Bitcoin: Age old discussion about Bitcoin being a commodity or security brought to life; Could it be a security?
Source: Unsplash

Bitcoin was conceived in the backdrop of banks bailouts and the 2008 financial crisis. The recession and the loss of faith in banking, financial institutions gave Bitcoin a platform to rescue the ones affected, giving them hope for a better financial system without the hassle of corrupt institutions. With the rise of Bitcoin’s fame, both in the darknet and in the mainstream, questions about its regulations had to arise.

The question was put to rest when the SEC/CFTC ruled Bitcoin as a commodity and taxed it. However, Goldmoney’s Roy Sebag brought this discussion up again recently in his tweet thread, where he said that Bitcoin as an enterprise is working towards its good, comparing its users to traditional “shareholders” among other things, while concluding that Bitcoin is a security. He tweeted,

“Is Bitcoin a security? <10 years old so regulators haven’t even had enough time to truly learn how it works (think Napster or Kazaa in early days).
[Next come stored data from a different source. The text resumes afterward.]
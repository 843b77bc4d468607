//! Alternative install mechanisms for the extra tier

use std::path::Path;

use crate::archive::{extract_tar_gz, find_file};
use crate::common::fs::install_executable;
use crate::context::Context;
use crate::deps::{ExtraMethod, ExtraTool, InstallOutcome};
use crate::error::{Result, fs::write_failed, process::command_failed};
use crate::temp::ScratchDir;

/// Install one extra tool: skip if present, try once, report failure as an outcome
pub fn install_extra(ctx: &Context<'_>, tool: &ExtraTool) -> InstallOutcome {
    if is_present(ctx, &tool.command) {
        return InstallOutcome::AlreadyPresent;
    }

    let attempt = match &tool.method {
        ExtraMethod::Download { url, binary } => download_binary(ctx, url, binary),
        ExtraMethod::Secondary { package } => install_secondary(ctx, package),
    };

    match attempt {
        Err(e) => InstallOutcome::Failed(e.to_string()),
        Ok(()) if is_present(ctx, &tool.command) => InstallOutcome::Installed,
        Ok(()) => InstallOutcome::Failed(format!("'{}' not found after install", tool.command)),
    }
}

fn is_present(ctx: &Context<'_>, command: &str) -> bool {
    ctx.probe.exists(command) || ctx.layout.bin_dir.join(command).is_file()
}

/// Fetch a release tarball with curl and install `binary` from it
fn download_binary(ctx: &Context<'_>, url: &str, binary: &str) -> Result<()> {
    let scratch = ScratchDir::new_in(&ctx.layout.scratch_root, "download")?;
    let tarball = scratch.path().join("download.tar.gz");
    let tarball_arg = tarball.display().to_string();

    ctx.runner.run("curl", &["-fsSL", "-o", &tarball_arg, url])?;

    let unpacked = scratch.path().join("unpacked");
    extract_tar_gz(&tarball, &unpacked)?;

    let found = find_file(&unpacked, binary).ok_or_else(|| {
        command_failed(format!("curl {url}"), format!("no '{binary}' in download"))
    })?;
    let dest = ctx.layout.bin_dir.join(binary);
    install(&found, &dest)
}

fn install(src: &Path, dest: &Path) -> Result<()> {
    install_executable(src, dest)
        .map(|_| ())
        .map_err(|e| write_failed(dest, e))
}

/// Install through npm, falling back to cargo
fn install_secondary(ctx: &Context<'_>, package: &str) -> Result<()> {
    if ctx.probe.exists("npm") {
        ctx.runner.run("npm", &["install", "-g", package])
    } else if ctx.probe.exists("cargo") {
        ctx.runner.run("cargo", &["install", "--locked", package])
    } else {
        Err(command_failed(
            format!("install {package}"),
            "neither npm nor cargo is available",
        ))
    }
}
Miners are clearly issuing coins and responsible for governance, an absence of formal relations among them is irrelevant….”

In successive tweets, Sebag attributed miners with the role of “stewarding” the so-called enterprise. In return, these miners get paid in “direct fees” or in “share appreciation.” In Bitcoin’s case, it is the mining reward, which is “BTC”. Similarly, buyers are compared to “shareholders” with a common interest in the enterprise, i.e. profit. Sebag added,

“Coins trade at exchanges. The common enterprise is designed for the price appreciation of coin.”

Bitcoin could face a shutdown by the government, just like it did with big players in file sharing, said Sebag, who added that Bitcoin could also be interpreted as a security under the “34 act of the SEC.” The Goldmoney Founder concluded that “this realization rests on the belief that neither Bitcoin nor any common enterprise is truly decentralized.”

However, his inputs weren’t very well-received by many in the crypto-community. Casa’s CTO Jameson Lopp refuted Roy Sebag’s ideas, tweeting,

“Roy will believe what he wants to believe, though if he’s not actually participating in Bitcoin then his beliefs are irrelevant to its consensus formation.”